The scientists, led by Bart De Strooper, who in addition to being a professor at VIB-KU Leuven Center for Brain Disease & Research, is director of the UK Dementia Research Institute, based at University College London, said modulating the receptor represents a new therapeutic avenue to explore in AD and other neurological diseases.

"Although mutations in APP in familial cases of AD all affect the production of A-beta, we don't really know whether other aspects of the protein's function contribute to Alzheimer's as well," De Strooper said.

The new findings add a fresh perspective. "The newly identified role of APP may underlie neuronal network abnormalities we see in mouse models of AD and preceding clinical onset in human patients," said De Strooper. A drug targeting the GABA receptor might attenuate those abnormalities.

De Strooper and two of his co-authors are inventors on a patent on the interaction between APP and the GABA isoform they identified.

Although there was existing evidence that secreted APP affects synaptic transmission and plasticity, the cell-surface receptor through which it mediates its function was not known.

The researchers first confirmed APP is abundantly expressed in hippocampal synapses and then performed a series of experiments to pull down interacting proteins from synaptic fractions. Mass spectrometry analysis consistently identified the isoform GABA type B receptor subunit 1 (GABABR1a), as the most abundant cell-surface protein.

The proteomics results were validated in cell surface binding assays, showing APP binds directly and selectively to GABABR1a with submicromolar affinity.

On binding, APP was shown to suppress synaptic vesicle release, modulating hippocampal synaptic plasticity and reducing neurotransmitter release.

Heather Rice, co-author of the paper, published in the Jan. 11, 2019, issue of Science, told BioWorld another research group has since independently confirmed GABABR1a as the receptor for APP. "But the functional importance was not known. This is the first research to have uncovered the normal function for APP," she said.

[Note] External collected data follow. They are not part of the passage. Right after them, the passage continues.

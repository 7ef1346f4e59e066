//! Paragraph-oriented line layout.
//!
//! The engine consumes an immutable snapshot of the document text, shapes it
//! paragraph by paragraph, wraps the glyph stream into visual [`Line`]s at
//! `max_width`, reorders Bidi runs per line, and records rune offsets so the
//! view layer can run position queries against stable, indexable lines.

use unicode_segmentation::UnicodeSegmentation;

use crate::geom::{Point, Rect, Size};
use crate::line::{Line, Paragraph, Region};
use crate::shaper::{Glyph, GlyphFlags, Shaper};

/// Horizontal alignment of each visual line inside `max_width`.
#[derive(Debug, Clone, Copy, PartialEq, Eq, Default)]
pub enum Alignment {
    #[default]
    Start,
    Middle,
    End,
}

/// How displayed text is broken into lines.
#[derive(Debug, Clone, Copy, PartialEq, Eq, Default)]
pub enum WrapPolicy {
    /// No soft wrapping; paragraphs become single visual lines.
    None,
    /// Wrap at the first glyph that no longer fits.
    #[default]
    Char,
    /// Prefer breaking after whitespace, falling back to glyph wrap.
    Word,
}

/// Layout parameter set. Any change invalidates the shaped text.
#[derive(Debug, Clone, PartialEq)]
pub struct TextParams {
    /// Font size in pixels per em.
    pub px_per_em: f32,
    /// Baseline distance; `0` derives it from the font size.
    pub line_height: f32,
    /// Scale applied to the line height; `0` selects the default `1.2`.
    pub line_height_scale: f32,
    /// Wrap width in pixels; `f32::INFINITY` disables width limits.
    pub max_width: f32,
    /// Minimum reported layout width.
    pub min_width: f32,
    /// Tab width measured in space advances.
    pub tab_width: usize,
    pub wrap: WrapPolicy,
    pub alignment: Alignment,
}

impl Default for TextParams {
    fn default() -> Self {
        Self {
            px_per_em: 14.0,
            line_height: 0.0,
            line_height_scale: 0.0,
            max_width: f32::INFINITY,
            min_width: 0.0,
            tab_width: 4,
            wrap: WrapPolicy::default(),
            alignment: Alignment::default(),
        }
    }
}

impl TextParams {
    /// The baseline distance used by the layout, applying defaults the same
    /// way a shaper would.
    pub fn effective_line_height(&self) -> f32 {
        let base = if self.line_height > 0.0 {
            self.line_height
        } else {
            self.px_per_em
        };
        let scale = if self.line_height_scale > 0.0 {
            self.line_height_scale
        } else {
            1.2
        };
        base * scale
    }
}

/// A resolved caret position: document rune offset, visual line/column, and
/// pixel coordinates (baseline `y`).
#[derive(Debug, Clone, Copy, PartialEq, Default)]
pub struct CombinedPos {
    pub runes: usize,
    pub line: usize,
    pub col: usize,
    pub x: f32,
    pub y: f32,
    pub ascent: f32,
    pub descent: f32,
}

/// The shaped and wrapped form of the whole document.
#[derive(Default)]
pub struct TextLayout {
    lines: Vec<Line>,
    paragraphs: Vec<Paragraph>,
    /// Ascending rune offsets of grapheme-cluster boundaries, `0..=len`.
    graphemes: Vec<usize>,
    size: Size,
    line_height: f32,
    total_runes: usize,
}

impl TextLayout {
    pub fn new() -> Self {
        Self::default()
    }

    pub fn lines(&self) -> &[Line] {
        &self.lines
    }

    pub fn paragraphs(&self) -> &[Paragraph] {
        &self.paragraphs
    }

    pub fn graphemes(&self) -> &[usize] {
        &self.graphemes
    }

    pub fn size(&self) -> Size {
        self.size
    }

    pub fn line_height(&self) -> f32 {
        self.line_height
    }

    pub fn total_runes(&self) -> usize {
        self.total_runes
    }

    /// Re-lay the document. `text` is an immutable snapshot; the engine holds
    /// no reference to it once the call returns.
    pub fn layout(&mut self, text: &str, shaper: &mut dyn Shaper, params: &TextParams) -> Size {
        self.lines.clear();
        self.paragraphs.clear();

        self.line_height = params.effective_line_height();
        let space = shaper
            .shape(params, " ")
            .first()
            .map(|g| g.advance)
            .unwrap_or(params.px_per_em / 2.0);
        let tab_px = space * params.tab_width.max(1) as f32;

        let mut rune_off = 0usize;
        let mut para = Paragraph::default();

        for para_text in split_paragraphs(text) {
            let glyphs = shaper.shape(params, para_text);
            let runes: Vec<char> = para_text.chars().collect();

            for mut line in wrap_paragraph(glyphs, &runes, params, tab_px) {
                let align = align_offset(params, line.width);
                line.recompute(align, rune_off);
                let baseline = self.lines.len() as f32 * self.line_height + line.ascent;
                line.adjust_y(baseline);
                rune_off += line.runes;

                if para.add(&line) {
                    self.paragraphs.push(std::mem::take(&mut para));
                }
                self.lines.push(line);
            }
        }

        if text.is_empty() || text.ends_with('\n') {
            // The caret can rest on the line after the final hard break.
            let mut line = Line::default();
            let (ascent, descent) = self
                .lines
                .last()
                .map(|l| (l.ascent, l.descent))
                .unwrap_or((params.px_per_em * 0.8, params.px_per_em * 0.2));
            line.ascent = ascent;
            line.descent = descent;
            line.recompute(align_offset(params, 0.0), rune_off);
            line.adjust_y(self.lines.len() as f32 * self.line_height + ascent);

            let mut trailing = Paragraph::default();
            trailing.add(&line);
            self.paragraphs.push(trailing);
            self.lines.push(line);
        } else if para.runes > 0 {
            self.paragraphs.push(para);
        }

        self.total_runes = rune_off;
        self.rebuild_graphemes(text);

        let max_line_width = self
            .lines
            .iter()
            .map(|l| l.x_off + l.width)
            .fold(0.0f32, f32::max);
        let width = if params.max_width.is_finite() {
            params.max_width.max(params.min_width)
        } else {
            max_line_width.max(params.min_width)
        };
        self.size = Size::new(width, self.lines.len() as f32 * self.line_height);
        self.size
    }

    fn rebuild_graphemes(&mut self, text: &str) {
        self.graphemes.clear();
        let mut off = 0usize;
        for cluster in text.graphemes(true) {
            self.graphemes.push(off);
            off += cluster.chars().count();
        }
        self.graphemes.push(off);
    }

    /// Maximum caret column on `line`: the position just before a hard break,
    /// or the line end for soft-wrapped lines.
    fn max_caret_col(line: &Line) -> usize {
        let breaks = line
            .glyphs
            .last()
            .map(|g| {
                if g.flags.contains(GlyphFlags::PARAGRAPH_BREAK) {
                    g.runes
                } else {
                    0
                }
            })
            .unwrap_or(0);
        line.runes - breaks
    }

    /// Pixel x of the caret boundary at `rune` within `line`.
    fn x_in_line(line: &Line, rune: usize) -> f32 {
        let mut off = line.rune_off;
        for glyph in &line.glyphs {
            if off >= rune {
                return glyph.x;
            }
            off += glyph.runes;
        }
        match line.glyphs.last() {
            Some(last) => last.x + last.advance,
            None => line.x_off,
        }
    }

    fn pos_at(&self, line_idx: usize, rune: usize) -> CombinedPos {
        let line = &self.lines[line_idx];
        CombinedPos {
            runes: rune,
            line: line_idx,
            col: rune - line.rune_off,
            x: Self::x_in_line(line, rune),
            y: line.y_off,
            ascent: line.ascent,
            descent: line.descent,
        }
    }

    /// Resolve the position of the caret boundary at rune offset `rune`,
    /// clamped to `[0, len]`.
    pub fn closest_to_rune(&self, rune: usize) -> CombinedPos {
        if self.lines.is_empty() {
            return CombinedPos::default();
        }
        let rune = rune.min(self.total_runes);
        let idx = self
            .lines
            .partition_point(|l| l.rune_off <= rune)
            .saturating_sub(1);
        self.pos_at(idx, rune)
    }

    /// Resolve a visual `(line, col)` position; both clamp into range, and
    /// the column stops before a hard break.
    pub fn closest_to_line_col(&self, line: usize, col: usize) -> CombinedPos {
        if self.lines.is_empty() {
            return CombinedPos::default();
        }
        let line_idx = line.min(self.lines.len() - 1);
        let l = &self.lines[line_idx];
        let col = col.min(Self::max_caret_col(l));
        self.pos_at(line_idx, l.rune_off + col)
    }

    /// Resolve the caret boundary closest to pixel coordinates `(x, y)`: the
    /// line whose vertical band contains `y` (or the nearest line), then the
    /// glyph whose horizontal center is nearest `x`, biased by glyph
    /// direction.
    pub fn closest_to_xy(&self, x: f32, y: f32) -> CombinedPos {
        if self.lines.is_empty() {
            return CombinedPos::default();
        }
        let idx = self
            .lines
            .partition_point(|l| l.y_off + l.descent <= y)
            .min(self.lines.len() - 1);
        let line = &self.lines[idx];
        let max_col = Self::max_caret_col(line);

        let mut best_col = 0usize;
        let mut best_dist = f32::INFINITY;
        let mut col = 0usize;
        for glyph in &line.glyphs {
            let center = glyph.x + glyph.advance / 2.0;
            let dist = (center - x).abs();
            if dist < best_dist {
                best_dist = dist;
                let rtl = glyph.flags.contains(GlyphFlags::TOWARD_ORIGIN);
                let before_center = x < center;
                best_col = if before_center != rtl {
                    col
                } else {
                    (col + glyph.runes).min(max_col)
                };
            }
            col += glyph.runes;
        }
        self.pos_at(idx, line.rune_off + best_col.min(max_col))
    }

    /// Collect one rectangle per visual line covering the glyphs of
    /// `[start, end)` that intersect `viewport`.
    pub fn locate(&self, viewport: Rect, start: usize, end: usize, regions: &mut Vec<Region>) {
        regions.clear();
        if start >= end {
            return;
        }

        for line in &self.lines {
            if line.y_off - line.ascent >= viewport.max.y {
                break;
            }
            if line.y_off + line.descent <= viewport.min.y {
                continue;
            }
            if start >= line.rune_off + line.runes.max(1) || end <= line.rune_off {
                continue;
            }

            let mut min_x = f32::INFINITY;
            let mut max_x = f32::NEG_INFINITY;
            let mut off = line.rune_off;
            for glyph in &line.glyphs {
                let glyph_end = off + glyph.runes;
                if off < end && glyph_end > start {
                    min_x = min_x.min(glyph.x);
                    max_x = max_x.max(glyph.x + glyph.advance);
                }
                off = glyph_end;
            }
            if min_x > max_x {
                // An empty line inside the range still marks its left edge.
                min_x = line.x_off;
                max_x = line.x_off;
            }

            let min_x = min_x.max(viewport.min.x);
            let max_x = max_x.min(viewport.max.x);
            if max_x < min_x {
                continue;
            }
            regions.push(Region {
                bounds: Rect::new(
                    Point::new(min_x, line.y_off - line.ascent),
                    Point::new(max_x, line.y_off + line.descent),
                ),
            });
        }
    }
}

fn align_offset(params: &TextParams, line_width: f32) -> f32 {
    if !params.max_width.is_finite() {
        return 0.0;
    }
    match params.alignment {
        Alignment::Start => 0.0,
        Alignment::Middle => ((params.max_width - line_width) / 2.0).max(0.0),
        Alignment::End => (params.max_width - line_width).max(0.0),
    }
}

/// Split text into hard-break-delimited paragraphs, breaks included.
fn split_paragraphs(text: &str) -> impl Iterator<Item = &str> {
    text.split_inclusive('\n')
}

fn tab_advance(x: f32, tab_px: f32) -> f32 {
    let stop = ((x / tab_px).floor() + 1.0) * tab_px;
    stop - x
}

/// Wrap one paragraph's glyph stream into visual lines.
fn wrap_paragraph(
    glyphs: Vec<Glyph>,
    runes: &[char],
    params: &TextParams,
    tab_px: f32,
) -> Vec<Line> {
    let max_w = match params.wrap {
        WrapPolicy::None => f32::INFINITY,
        _ => params.max_width,
    };

    let mut lines = Vec::new();
    let mut line = Line::default();
    let mut x = 0.0f32;

    // Word policy buffers the in-flight word so the whole word can move to
    // the next line when it overflows.
    let mut word: Vec<Glyph> = Vec::new();
    let mut word_width = 0.0f32;

    let mut rune_cursor = 0usize;
    for mut glyph in glyphs {
        let first_rune = runes.get(rune_cursor).copied().unwrap_or(' ');
        rune_cursor += glyph.runes.max(1);

        let is_tab = first_rune == '\t';
        let is_para_break = glyph.flags.contains(GlyphFlags::PARAGRAPH_BREAK);
        let is_space = first_rune.is_whitespace();

        let buffer_word = params.wrap == WrapPolicy::Word && !is_space && !is_para_break;
        if buffer_word {
            if x + word_width + glyph.advance > max_w {
                if !line.glyphs.is_empty() {
                    // Break before the word.
                    lines.push(std::mem::take(&mut line));
                    x = 0.0;
                } else if !word.is_empty() {
                    // The word alone exceeds the width; split it.
                    for g in word.drain(..) {
                        line.append(g);
                    }
                    x += word_width;
                    word_width = 0.0;
                    lines.push(std::mem::take(&mut line));
                    x = 0.0;
                }
            }
            word.push(glyph);
            word_width += glyph.advance;
            continue;
        }

        // Whitespace and breaks flush the pending word onto the line first.
        for g in word.drain(..) {
            line.append(g);
        }
        x += word_width;
        word_width = 0.0;

        if is_tab {
            glyph.advance = tab_advance(x, tab_px);
        }
        if !is_para_break && !line.glyphs.is_empty() && x + glyph.advance > max_w {
            lines.push(std::mem::take(&mut line));
            x = 0.0;
            if is_tab {
                // A tab carried to a fresh line expands from column zero.
                glyph.advance = tab_advance(0.0, tab_px);
            }
        }
        x += glyph.advance;
        line.append(glyph);
    }

    for g in word.drain(..) {
        line.append(g);
    }
    if !line.glyphs.is_empty() {
        lines.push(line);
    }
    lines
}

The findings suggest that the APP/GABABR1a interaction is an activity-dependent negative feedback mechanism to suppress synaptic release and maintain proper homeostatic control of neural circuits.

The fact that abnormalities such as hyperexcitability and hypersynchronization precede clinical onset of AD, raise the possibility that modulating GABABR1a could represent a route to earlier therapeutic intervention in the disease. There also are studies indicating secreted APP levels are altered in AD patients.

Existing drugs for modulating GABA receptors are nonspecific and have poor side effect profiles. Rice said having narrowed the search for the APP receptor to a specific isoform enhances its attractions as a therapeutic target.

The research also has significance beyond AD, according to co-author Joris de Wit. "Interestingly, GABABR signaling has been implicated in a diverse range of neurological and psychiatric disorders, including epilepsy, depression, addiction and schizophrenia. Now we know how the secreted part of APP modulates neuronal signaling through the receptor, we could develop drugs that restore this type of neuronal signaling in other clinical contexts," he said.